The Maritime Exchange of Southern California said the backlog of ships anchored at sea waiting for a port berth reached a peak of 36 ships the week of Feb. 26. The logjam had all but disappeared by late last week.

Norfolk Southern Corp. NSC 2.20 % ’s business in the first quarter reflected unusual activity related to the West Coast port issues, Chief Executive Charles “Wick” Moorman said, adding that unusually cold weather and the strong dollar are also factors in the import surge.

By mid-March, the railway operator’s business started to return to normal, Mr. Moorman said. That repeats a pattern seen last year, when economic output turned negative in the first quarter and then snapped back quickly.

“It feels a lot like it did last year,” he said.

JACO Machine Works LLC, a Santa Cruz, Calif., firm that produces parts for medical equipment, scientific instruments and other applications saw a slowdown in orders from a German customer.

“They tell me that European market is soft for them,” President Andy Smith said. In contrast, JACO has seen increased demand from California firms building medical devices and robots. “The first quarter wasn’t great, but I still see a strong domestic economy.”

Despite the widening of the overall trade gap, the petroleum deficit continued to narrow in the U.S. Over the past several years, the amount of petroleum shipped to the U.S. declined while domestic production increased.

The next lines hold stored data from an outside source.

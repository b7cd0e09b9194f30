//! Telegram Bot API client (getUpdates / sendMessage only)

use serde::{de::DeserializeOwned, Deserialize, Deserializer, Serialize};
use std::time::Duration;

use crate::error::{Error, Result};

/// Extra time on top of the long-poll timeout before the HTTP client gives up
const CLIENT_TIMEOUT_SLACK: Duration = Duration::from_secs(10);

#[derive(Debug, Clone, Deserialize)]
pub struct Update {
    pub update_id: i64,
    /// `None` for non-message updates and for messages that cannot be read,
    /// so one bad update never blocks the offset
    #[serde(default, deserialize_with = "readable_message")]
    pub message: Option<Message>,
}

fn readable_message<'de, D>(deserializer: D) -> std::result::Result<Option<Message>, D::Error>
where
    D: Deserializer<'de>,
{
    let Some(value) = Option::<serde_json::Value>::deserialize(deserializer)? else {
        return Ok(None);
    };
    match serde_json::from_value(value) {
        Ok(message) => Ok(Some(message)),
        Err(e) => {
            tracing::warn!("Skipping unreadable message: {}", e);
            Ok(None)
        }
    }
}

#[derive(Debug, Clone, Deserialize)]
pub struct Message {
    pub chat: Chat,
    #[serde(default)]
    pub text: Option<String>,
}

#[derive(Debug, Clone, Deserialize)]
pub struct Chat {
    pub id: i64,
}

#[derive(Debug, Deserialize)]
struct ApiResponse<T> {
    ok: bool,
    result: Option<T>,
    description: Option<String>,
}

#[derive(Debug, Serialize)]
struct GetUpdates<'a> {
    offset: i64,
    timeout: u64,
    allowed_updates: &'a [&'a str],
}

#[derive(Debug, Serialize)]
struct SendMessage<'a> {
    chat_id: i64,
    text: &'a str,
}

#[derive(Clone)]
pub struct TelegramClient {
    http: reqwest::Client,
    base_url: String,
}

impl TelegramClient {
    pub fn new(api_url: &str, token: &str, poll_timeout: Duration) -> Result<Self> {
        let http = reqwest::Client::builder()
            .timeout(poll_timeout + CLIENT_TIMEOUT_SLACK)
            .build()?;

        Ok(Self {
            http,
            base_url: format!("{}/bot{}", api_url.trim_end_matches('/'), token),
        })
    }

    async fn call<B, T>(&self, method: &str, body: &B) -> Result<T>
    where
        B: Serialize + ?Sized,
        T: DeserializeOwned,
    {
        let url = format!("{}/{}", self.base_url, method);
        // Request URLs carry the token, keep them out of error messages
        let response: ApiResponse<T> = self
            .http
            .post(&url)
            .json(body)
            .send()
            .await
            .map_err(reqwest::Error::without_url)?
            .json()
            .await
            .map_err(reqwest::Error::without_url)?;

        match (response.ok, response.result) {
            (true, Some(result)) => Ok(result),
            _ => Err(Error::Telegram {
                description: response
                    .description
                    .unwrap_or_else(|| format!("{} returned no result", method)),
            }),
        }
    }

    /// Long-poll for message updates starting at `offset`
    pub async fn get_updates(&self, offset: i64, timeout: u64) -> Result<Vec<Update>> {
        self.call(
            "getUpdates",
            &GetUpdates {
                offset,
                timeout,
                allowed_updates: &["message"],
            },
        )
        .await
    }

    pub async fn send_message(&self, chat_id: i64, text: &str) -> Result<()> {
        let _: serde_json::Value = self
            .call("sendMessage", &SendMessage { chat_id, text })
            .await?;
        Ok(())
    }
}

#[cfg(test)]
mod tests {
    use super::*;

    #[test]
    fn test_parse_updates_without_message() {
        let raw = r#"{"ok":true,"result":[
            {"update_id":10,"message":{"message_id":1,"chat":{"id":42,"type":"private"},"text":"/stats"}},
            {"update_id":11,"edited_message":{"message_id":1,"chat":{"id":42}}}
        ]}"#;
        let response: ApiResponse<Vec<Update>> = serde_json::from_str(raw).unwrap();

        let updates = response.result.unwrap();
        assert_eq!(updates.len(), 2);
        assert_eq!(updates[0].message.as_ref().unwrap().chat.id, 42);
        assert!(updates[1].message.is_none());
    }

    #[test]
    fn test_unreadable_message_does_not_fail_batch() {
        let raw = r#"{"ok":true,"result":[
            {"update_id":20,"message":{"message_id":1,"text":"/stats"}},
            {"update_id":21,"message":{"message_id":2,"chat":{"id":"not-a-number"}}},
            {"update_id":22,"message":{"message_id":3,"chat":{"id":7},"text":"/start"}}
        ]}"#;
        let response: ApiResponse<Vec<Update>> = serde_json::from_str(raw).unwrap();

        let updates = response.result.unwrap();
        let ids: Vec<i64> = updates.iter().map(|u| u.update_id).collect();
        assert_eq!(ids, vec![20, 21, 22]);
        assert!(updates[0].message.is_none());
        assert!(updates[1].message.is_none());
        assert_eq!(updates[2].message.as_ref().unwrap().chat.id, 7);
    }

    #[test]
    fn test_get_updates_body() {
        let body = serde_json::to_value(GetUpdates {
            offset: 5,
            timeout: 30,
            allowed_updates: &["message"],
        })
        .unwrap();
        assert_eq!(
            body,
            serde_json::json!({ "offset": 5, "timeout": 30, "allowed_updates": ["message"] })
        );
    }
}
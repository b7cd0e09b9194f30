//! Counting logic: total opens and unique visitors per Moscow calendar day

use chrono::{DateTime, FixedOffset, Utc};
use dashmap::DashMap;
use std::sync::Arc;

use crate::core::summary::DailySummary;
use crate::error::Result;
use crate::state::{DailyAggregate, Days, Store};

/// Europe/Moscow has no DST, a fixed offset is exact
const MOSCOW: FixedOffset = match FixedOffset::east_opt(3 * 3600) {
    Some(offset) => offset,
    None => panic!("invalid Moscow offset"),
};

/// `YYYY-MM-DD` of `now` in Moscow time
pub fn day_key(now: DateTime<Utc>) -> String {
    now.with_timezone(&MOSCOW).format("%Y-%m-%d").to_string()
}

/// Owns the in-memory counters and mirrors them to the store on every write
pub struct Counter {
    days: Arc<DashMap<String, DailyAggregate>>,
    store: Arc<Store>,
}

impl Counter {
    /// Load the snapshot once and take ownership of it
    pub fn open(store: Store) -> Self {
        let days: DashMap<String, DailyAggregate> = store.load().into_iter().collect();
        Self {
            days: Arc::new(days),
            store: Arc::new(store),
        }
    }

    /// Count an open for today (POST /track)
    pub async fn record_visit(&self, user_id: Option<&str>) -> Result<()> {
        self.record_visit_at(Utc::now(), user_id).await
    }

    pub async fn record_visit_at(&self, now: DateTime<Utc>, user_id: Option<&str>) -> Result<()> {
        self.increment(day_key(now), user_id);
        self.persist().await
    }

    fn increment(&self, day: String, user_id: Option<&str>) {
        // Entry guard holds the shard lock for the whole update
        let mut entry = self.days.entry(day).or_default();
        entry.total += 1;

        if let Some(id) = user_id.filter(|id| !id.is_empty()) {
            if !entry.unique_visitors.contains(id) {
                entry.unique_visitors.insert(id.to_string());
            }
        }
    }

    /// Rewrite the whole snapshot file. Write failures are logged, not returned.
    pub async fn persist(&self) -> Result<()> {
        let days = Arc::clone(&self.days);
        let store = Arc::clone(&self.store);

        let saved = tokio::task::spawn_blocking(move || {
            store.persist_with(|| {
                days.iter()
                    .map(|entry| (entry.key().clone(), entry.value().clone()))
                    .collect()
            })
        })
        .await?;

        if let Err(e) = saved {
            tracing::warn!(
                "Failed to save {}: {}",
                self.store.path().display(),
                e
            );
        }
        Ok(())
    }

    /// Summary for today (GET /count, /stats, / and the bot)
    pub fn today_summary(&self) -> DailySummary {
        self.summary_at(Utc::now())
    }

    pub fn summary_at(&self, now: DateTime<Utc>) -> DailySummary {
        let date = day_key(now);
        match self.days.get(&date) {
            Some(aggregate) => DailySummary::from_aggregate(date, &aggregate),
            None => DailySummary::empty(date),
        }
    }

    /// Copy of the counters, ordered by day
    pub fn snapshot(&self) -> Days {
        self.days
            .iter()
            .map(|entry| (entry.key().clone(), entry.value().clone()))
            .collect()
    }
}

#[cfg(test)]
mod tests {
    use super::*;
    use chrono::TimeZone;
    use tempfile::TempDir;

    fn create_test_counter() -> (Counter, TempDir) {
        let temp_dir = TempDir::new().unwrap();
        let counter = Counter::open(Store::new(temp_dir.path().join("stats.json")));
        (counter, temp_dir)
    }

    fn at(y: i32, m: u32, d: u32, h: u32, min: u32, s: u32) -> DateTime<Utc> {
        Utc.with_ymd_and_hms(y, m, d, h, min, s).unwrap()
    }

    #[test]
    fn test_day_key_uses_moscow_time() {
        // 00:00 UTC is already 03:00 in Moscow
        assert_eq!(day_key(at(2024, 3, 10, 0, 0, 0)), "2024-03-10");
        assert_eq!(day_key(at(2024, 3, 10, 20, 59, 59)), "2024-03-10");
        assert_eq!(day_key(at(2024, 3, 10, 21, 0, 0)), "2024-03-11");
        assert_eq!(day_key(at(2023, 12, 31, 21, 30, 0)), "2024-01-01");
    }

    #[test]
    fn test_day_key_stable_within_day() {
        let start = at(2024, 6, 1, 21, 0, 0);
        let key = day_key(start);
        for minutes in (0..24 * 60).step_by(17) {
            assert_eq!(day_key(start + chrono::Duration::minutes(minutes)), key);
        }
        assert_ne!(day_key(start + chrono::Duration::hours(24)), key);
    }

    #[tokio::test]
    async fn test_repeat_user_and_anonymous() {
        let (counter, _temp) = create_test_counter();
        let now = at(2024, 3, 10, 12, 0, 0);

        counter.record_visit_at(now, Some("u1")).await.unwrap();
        counter.record_visit_at(now, Some("u1")).await.unwrap();
        counter.record_visit_at(now, None).await.unwrap();

        let summary = counter.summary_at(now);
        assert_eq!(summary.total, 3);
        assert_eq!(summary.unique, 1);
    }

    #[tokio::test]
    async fn test_anonymous_only_falls_back_to_total() {
        let (counter, _temp) = create_test_counter();
        let now = at(2024, 3, 10, 12, 0, 0);

        for _ in 0..3 {
            counter.record_visit_at(now, None).await.unwrap();
        }

        let summary = counter.summary_at(now);
        assert_eq!(summary.total, 3);
        assert_eq!(summary.unique, 3);
    }

    #[tokio::test]
    async fn test_empty_user_id_is_anonymous() {
        let (counter, _temp) = create_test_counter();
        let now = at(2024, 3, 10, 12, 0, 0);

        counter.record_visit_at(now, Some("")).await.unwrap();
        counter.record_visit_at(now, Some("a")).await.unwrap();

        let day = &counter.snapshot()["2024-03-10"];
        assert_eq!(day.total, 2);
        assert_eq!(day.unique_visitors.len(), 1);
    }

    #[tokio::test]
    async fn test_totals_and_distinct_users() {
        let (counter, _temp) = create_test_counter();
        let now = at(2024, 3, 10, 12, 0, 0);
        let ids = ["a", "b", "a", "c", "", "b", "d", "a"];

        for id in ids {
            counter.record_visit_at(now, Some(id)).await.unwrap();
        }

        let day = &counter.snapshot()["2024-03-10"];
        assert_eq!(day.total, ids.len() as u64);
        assert_eq!(day.unique_visitors.len(), 4);
        assert_eq!(counter.summary_at(now).unique, 4);
    }

    #[tokio::test]
    async fn test_days_are_independent() {
        let (counter, _temp) = create_test_counter();

        counter.record_visit_at(at(2024, 3, 10, 20, 0, 0), Some("u1")).await.unwrap();
        counter.record_visit_at(at(2024, 3, 10, 21, 0, 0), Some("u1")).await.unwrap();
        counter.record_visit_at(at(2024, 3, 10, 22, 0, 0), None).await.unwrap();

        let days = counter.snapshot();
        assert_eq!(days["2024-03-10"].total, 1);
        assert_eq!(days["2024-03-11"].total, 2);
        assert_eq!(days["2024-03-11"].unique_visitors.len(), 1);
    }

    #[test]
    fn test_summary_without_visits() {
        let (counter, _temp) = create_test_counter();
        let summary = counter.summary_at(at(2024, 3, 10, 12, 0, 0));
        assert_eq!(summary.date, "2024-03-10");
        assert_eq!(summary.total, 0);
        assert_eq!(summary.unique, 0);
    }

    #[tokio::test]
    async fn test_every_visit_is_persisted() {
        let temp_dir = TempDir::new().unwrap();
        let path = temp_dir.path().join("stats.json");
        let now = at(2024, 3, 10, 12, 0, 0);

        let counter = Counter::open(Store::new(&path));
        counter.record_visit_at(now, Some("u1")).await.unwrap();
        counter.record_visit_at(now, Some("u2")).await.unwrap();

        let reopened = Counter::open(Store::new(&path));
        assert_eq!(reopened.snapshot(), counter.snapshot());
        assert_eq!(reopened.summary_at(now).unique, 2);
    }

    #[tokio::test]
    async fn test_recovers_from_corrupt_snapshot() {
        let temp_dir = TempDir::new().unwrap();
        let path = temp_dir.path().join("stats.json");
        std::fs::write(&path, "]]] definitely not json").unwrap();
        let now = at(2024, 3, 10, 12, 0, 0);

        let counter = Counter::open(Store::new(&path));
        assert!(counter.snapshot().is_empty());

        counter.record_visit_at(now, Some("u1")).await.unwrap();

        let raw = std::fs::read_to_string(&path).unwrap();
        let value: serde_json::Value = serde_json::from_str(&raw).unwrap();
        assert_eq!(value["days"]["2024-03-10"]["total"], 1);
    }

    #[tokio::test]
    async fn test_write_failure_keeps_memory_state() {
        let temp_dir = TempDir::new().unwrap();
        let path = temp_dir.path().join("missing-dir").join("stats.json");
        let now = at(2024, 3, 10, 12, 0, 0);

        let counter = Counter::open(Store::new(&path));
        counter.record_visit_at(now, Some("u1")).await.unwrap();

        assert!(!path.exists());
        assert_eq!(counter.summary_at(now).total, 1);
    }
}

The trade deficit for petroleum products fell to $7.67 billion in March, the lowest since June 2002. After climbing above $100 a barrel last June, benchmark oil prices plunged through the second half of 2014 and have stayed near $50 a barrel most of this year.

From a year earlier, U.S. imports are up 1% and exports are down 3%. The more subtle change suggests the appreciation of the dollar hampers exports. In addition, slowing economies in parts of Europe and Asia have reduced demand for U.S. goods and services.

How a turbulent global economy will shape the U.S. expansion is high on the minds of Federal Reserve officials. In a statement following last month’s policy meeting, central bankers acknowledged that economic growth slowed in the winter months.

If central bankers see global developments holding back U.S. growth, they could wait longer to raise short-term interest rates from near zero.